Committed to being courteous visitors, we also brought packages of small gifts to the hospitals, including handmade blankets and neck warmers from Mennonite churches in South Korea. At the first two hospitals, I simply presented the neatly-sewn items from “MCC volunteers who do not know you but want to send a gift of love.” I thought mentioning that they came from Christians in the other Korea would make the gifts less welcome.

However, as the days passed, I sensed in the small but growing circle of North Koreans I encountered a gentle hunger for reconnection with their southern family. When I mentioned that I had seen a news story about reconnecting the road at the Korean Demilitarized Zone, one new friend added that it was not only the road but a railroad and a fibre optic cable that might link the two nations again. He said it with hope and expectation I hadn’t anticipated.

By the time we visited the third hospital, my presentation of the gifts included the more complete truth: that these gifts were made by the loving hands of Anabaptist Christians in South Korea – gifts of love to estranged members of their Korean family, in the name of Christ.

Their response?

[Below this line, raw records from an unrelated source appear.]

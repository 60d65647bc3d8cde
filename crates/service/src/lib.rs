//! Service layer providing business-oriented operations on top of models.
//! - Separates business logic from data access (repository traits with
//!   SeaORM and in-memory implementations).
//! - Owns request validation rules and password/token handling.
//! - Provides clear error types and documented interfaces.

pub mod errors;
pub mod pagination;
pub mod password;
pub mod validation;
pub mod users;
pub mod auth;
pub mod seed;
#[cfg(test)]
pub mod test_support;

pub use auth::AuthService;
pub use errors::ServiceError;
pub use users::UserService;
pub mod errors;
pub mod db;
pub mod user;
pub mod personal_access_token;

#[cfg(test)]
mod tests;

Gratitude. Our translator modelled a neck warmer with a wide grin, evidently enthused about how warm it would be in the winter!

As the week drew to a close, we continued to notice the impact that our peacekeeping efforts have made and continue to make in the nation, even when we encountered more bitterness and even anger, sometimes directed at our Canadian envoy. It is not lost on people that Canada supports the sanctions, and many residents have not forgotten that Canada fought against North Korea 70 years ago. Those who try to keep the Korean people from each other are considered suspect.

But what of their Korean cousins and aunts and brothers to the south? These are family they want to meet again.

We at MCC have the inspiring challenge to be an agent that encourages such reconciliation and reunion.